What is being asked:
Going through the data below, tally every line where the string "trim" occurs, then give only the tally.

[Dataset items]
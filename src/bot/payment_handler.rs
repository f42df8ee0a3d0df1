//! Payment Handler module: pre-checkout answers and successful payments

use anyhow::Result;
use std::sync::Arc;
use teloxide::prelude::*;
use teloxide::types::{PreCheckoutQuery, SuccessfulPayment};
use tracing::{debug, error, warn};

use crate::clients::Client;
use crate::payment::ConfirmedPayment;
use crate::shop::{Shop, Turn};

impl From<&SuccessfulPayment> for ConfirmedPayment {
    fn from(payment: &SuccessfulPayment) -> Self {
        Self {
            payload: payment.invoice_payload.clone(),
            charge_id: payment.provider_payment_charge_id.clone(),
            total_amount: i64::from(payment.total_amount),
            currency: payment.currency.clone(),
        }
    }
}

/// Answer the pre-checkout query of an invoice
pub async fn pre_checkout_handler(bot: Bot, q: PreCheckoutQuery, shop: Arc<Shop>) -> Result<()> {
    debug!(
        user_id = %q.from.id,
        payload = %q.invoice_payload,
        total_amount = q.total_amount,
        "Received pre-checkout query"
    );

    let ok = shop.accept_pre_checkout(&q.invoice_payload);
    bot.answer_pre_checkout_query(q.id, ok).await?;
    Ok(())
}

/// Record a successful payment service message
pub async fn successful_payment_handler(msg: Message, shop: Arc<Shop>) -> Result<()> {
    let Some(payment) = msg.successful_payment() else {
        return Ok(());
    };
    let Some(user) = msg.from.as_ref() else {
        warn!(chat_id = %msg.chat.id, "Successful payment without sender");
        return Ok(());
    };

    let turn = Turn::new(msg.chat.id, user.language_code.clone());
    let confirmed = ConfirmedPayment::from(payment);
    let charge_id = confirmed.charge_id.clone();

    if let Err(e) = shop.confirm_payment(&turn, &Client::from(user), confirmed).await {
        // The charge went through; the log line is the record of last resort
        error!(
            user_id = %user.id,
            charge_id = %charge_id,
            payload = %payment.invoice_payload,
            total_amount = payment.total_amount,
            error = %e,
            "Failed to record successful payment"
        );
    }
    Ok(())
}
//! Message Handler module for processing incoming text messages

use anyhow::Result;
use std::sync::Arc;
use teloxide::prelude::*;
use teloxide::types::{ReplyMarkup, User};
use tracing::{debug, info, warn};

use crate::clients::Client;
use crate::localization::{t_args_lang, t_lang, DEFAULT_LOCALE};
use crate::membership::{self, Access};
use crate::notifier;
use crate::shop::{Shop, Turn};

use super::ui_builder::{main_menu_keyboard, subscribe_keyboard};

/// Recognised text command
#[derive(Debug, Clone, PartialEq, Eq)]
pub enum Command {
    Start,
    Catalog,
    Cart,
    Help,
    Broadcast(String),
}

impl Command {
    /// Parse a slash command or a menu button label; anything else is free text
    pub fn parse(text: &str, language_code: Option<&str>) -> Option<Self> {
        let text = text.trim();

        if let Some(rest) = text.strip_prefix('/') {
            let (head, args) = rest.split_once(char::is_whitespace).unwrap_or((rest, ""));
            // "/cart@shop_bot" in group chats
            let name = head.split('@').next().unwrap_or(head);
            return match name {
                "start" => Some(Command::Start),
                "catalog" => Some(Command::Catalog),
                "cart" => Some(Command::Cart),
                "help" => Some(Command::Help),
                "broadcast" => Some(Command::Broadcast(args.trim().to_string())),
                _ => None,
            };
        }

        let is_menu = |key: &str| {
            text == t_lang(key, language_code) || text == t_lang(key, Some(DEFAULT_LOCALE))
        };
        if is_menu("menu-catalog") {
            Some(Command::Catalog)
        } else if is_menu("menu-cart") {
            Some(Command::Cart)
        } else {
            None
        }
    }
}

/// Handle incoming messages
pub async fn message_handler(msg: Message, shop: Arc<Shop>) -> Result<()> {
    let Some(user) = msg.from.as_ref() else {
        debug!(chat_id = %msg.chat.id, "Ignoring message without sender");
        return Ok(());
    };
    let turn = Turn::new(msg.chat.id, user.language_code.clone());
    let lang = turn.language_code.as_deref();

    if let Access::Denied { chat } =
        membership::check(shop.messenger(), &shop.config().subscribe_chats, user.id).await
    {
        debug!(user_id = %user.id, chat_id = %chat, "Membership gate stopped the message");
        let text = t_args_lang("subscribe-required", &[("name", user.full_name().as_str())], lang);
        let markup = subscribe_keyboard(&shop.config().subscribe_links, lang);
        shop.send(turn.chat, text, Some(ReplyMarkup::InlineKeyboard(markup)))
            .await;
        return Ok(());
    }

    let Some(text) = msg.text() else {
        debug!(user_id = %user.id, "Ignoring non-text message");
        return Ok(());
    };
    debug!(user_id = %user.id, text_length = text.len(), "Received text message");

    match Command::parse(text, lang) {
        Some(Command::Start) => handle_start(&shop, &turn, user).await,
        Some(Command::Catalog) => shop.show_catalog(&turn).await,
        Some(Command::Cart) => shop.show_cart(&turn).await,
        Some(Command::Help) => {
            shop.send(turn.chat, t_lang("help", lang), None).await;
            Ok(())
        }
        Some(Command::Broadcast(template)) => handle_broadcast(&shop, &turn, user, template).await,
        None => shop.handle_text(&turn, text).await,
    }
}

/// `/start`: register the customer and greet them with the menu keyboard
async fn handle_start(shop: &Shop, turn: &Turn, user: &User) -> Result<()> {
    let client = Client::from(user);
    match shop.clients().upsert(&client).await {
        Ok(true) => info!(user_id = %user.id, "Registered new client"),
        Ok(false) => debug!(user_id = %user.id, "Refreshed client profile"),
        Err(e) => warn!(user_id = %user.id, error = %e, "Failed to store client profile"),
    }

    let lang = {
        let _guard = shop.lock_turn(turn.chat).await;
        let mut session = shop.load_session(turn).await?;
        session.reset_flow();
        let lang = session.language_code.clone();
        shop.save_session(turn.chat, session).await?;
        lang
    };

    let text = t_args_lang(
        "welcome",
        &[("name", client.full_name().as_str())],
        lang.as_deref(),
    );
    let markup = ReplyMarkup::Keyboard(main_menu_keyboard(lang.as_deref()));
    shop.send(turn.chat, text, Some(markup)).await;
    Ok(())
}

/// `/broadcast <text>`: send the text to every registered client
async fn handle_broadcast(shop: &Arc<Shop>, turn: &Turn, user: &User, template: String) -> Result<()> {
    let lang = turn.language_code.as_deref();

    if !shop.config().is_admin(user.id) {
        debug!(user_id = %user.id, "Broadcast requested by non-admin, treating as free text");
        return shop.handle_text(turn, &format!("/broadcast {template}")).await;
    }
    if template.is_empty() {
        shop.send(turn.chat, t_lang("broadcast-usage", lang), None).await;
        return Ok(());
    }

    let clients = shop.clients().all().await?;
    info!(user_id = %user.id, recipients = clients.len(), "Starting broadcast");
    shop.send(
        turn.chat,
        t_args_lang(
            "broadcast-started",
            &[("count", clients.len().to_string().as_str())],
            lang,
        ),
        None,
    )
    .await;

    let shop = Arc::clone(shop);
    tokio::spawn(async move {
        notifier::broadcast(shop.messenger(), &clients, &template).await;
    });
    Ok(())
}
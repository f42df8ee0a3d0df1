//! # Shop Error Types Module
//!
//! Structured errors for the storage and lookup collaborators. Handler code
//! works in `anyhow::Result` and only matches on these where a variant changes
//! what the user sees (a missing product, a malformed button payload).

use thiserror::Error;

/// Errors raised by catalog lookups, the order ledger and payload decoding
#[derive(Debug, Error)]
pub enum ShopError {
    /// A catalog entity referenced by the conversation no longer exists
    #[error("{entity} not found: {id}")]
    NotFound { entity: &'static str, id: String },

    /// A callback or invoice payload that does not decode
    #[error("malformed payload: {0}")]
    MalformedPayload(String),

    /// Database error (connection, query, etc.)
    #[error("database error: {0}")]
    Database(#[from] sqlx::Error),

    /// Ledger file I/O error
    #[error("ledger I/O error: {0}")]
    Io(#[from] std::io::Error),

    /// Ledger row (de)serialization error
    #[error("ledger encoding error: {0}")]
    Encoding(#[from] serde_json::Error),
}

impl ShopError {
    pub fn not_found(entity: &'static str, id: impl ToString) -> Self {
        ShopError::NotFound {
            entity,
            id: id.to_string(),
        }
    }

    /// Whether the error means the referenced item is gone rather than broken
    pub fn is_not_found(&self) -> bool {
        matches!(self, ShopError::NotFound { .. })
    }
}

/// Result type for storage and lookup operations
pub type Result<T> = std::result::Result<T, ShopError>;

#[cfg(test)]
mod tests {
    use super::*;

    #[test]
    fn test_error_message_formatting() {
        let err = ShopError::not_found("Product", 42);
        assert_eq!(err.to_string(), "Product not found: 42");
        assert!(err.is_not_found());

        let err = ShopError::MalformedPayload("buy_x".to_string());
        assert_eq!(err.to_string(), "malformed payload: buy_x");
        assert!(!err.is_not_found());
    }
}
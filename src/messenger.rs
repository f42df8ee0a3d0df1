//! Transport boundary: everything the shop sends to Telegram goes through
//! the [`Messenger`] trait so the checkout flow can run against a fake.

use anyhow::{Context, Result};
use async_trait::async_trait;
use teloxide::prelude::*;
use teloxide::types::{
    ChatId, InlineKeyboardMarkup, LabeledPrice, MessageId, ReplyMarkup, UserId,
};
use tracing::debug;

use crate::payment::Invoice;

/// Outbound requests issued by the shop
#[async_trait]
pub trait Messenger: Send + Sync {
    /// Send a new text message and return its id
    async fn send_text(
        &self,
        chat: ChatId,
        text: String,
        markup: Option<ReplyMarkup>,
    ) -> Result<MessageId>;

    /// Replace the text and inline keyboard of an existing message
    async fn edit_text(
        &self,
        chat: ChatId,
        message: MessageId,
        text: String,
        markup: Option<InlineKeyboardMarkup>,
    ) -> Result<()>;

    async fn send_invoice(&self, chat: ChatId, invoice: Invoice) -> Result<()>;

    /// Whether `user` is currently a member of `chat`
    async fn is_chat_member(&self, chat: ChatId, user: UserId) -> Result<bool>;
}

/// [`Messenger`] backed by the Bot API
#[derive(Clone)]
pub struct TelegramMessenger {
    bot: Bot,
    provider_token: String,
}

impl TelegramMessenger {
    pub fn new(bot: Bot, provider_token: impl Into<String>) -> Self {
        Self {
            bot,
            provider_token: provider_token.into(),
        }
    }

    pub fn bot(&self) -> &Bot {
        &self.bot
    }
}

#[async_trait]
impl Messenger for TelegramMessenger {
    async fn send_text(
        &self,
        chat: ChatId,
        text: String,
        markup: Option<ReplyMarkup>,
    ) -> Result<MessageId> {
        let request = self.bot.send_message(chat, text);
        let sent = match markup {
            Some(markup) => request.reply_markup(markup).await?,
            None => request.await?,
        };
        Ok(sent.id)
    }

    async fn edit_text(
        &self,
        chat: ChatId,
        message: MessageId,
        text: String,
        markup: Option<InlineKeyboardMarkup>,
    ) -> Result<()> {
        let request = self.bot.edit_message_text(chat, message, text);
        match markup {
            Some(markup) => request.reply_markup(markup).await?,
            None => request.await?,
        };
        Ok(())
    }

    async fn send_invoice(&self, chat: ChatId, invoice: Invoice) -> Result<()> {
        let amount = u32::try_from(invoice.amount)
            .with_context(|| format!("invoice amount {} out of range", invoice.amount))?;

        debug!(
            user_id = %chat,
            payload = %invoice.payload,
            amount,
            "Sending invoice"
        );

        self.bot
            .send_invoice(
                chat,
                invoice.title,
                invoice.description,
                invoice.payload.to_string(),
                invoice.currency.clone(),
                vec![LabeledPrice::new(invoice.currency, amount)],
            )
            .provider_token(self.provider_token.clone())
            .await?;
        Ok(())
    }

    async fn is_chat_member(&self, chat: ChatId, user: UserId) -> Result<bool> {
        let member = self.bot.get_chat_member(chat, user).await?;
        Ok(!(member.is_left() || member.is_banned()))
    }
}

Written solution:
2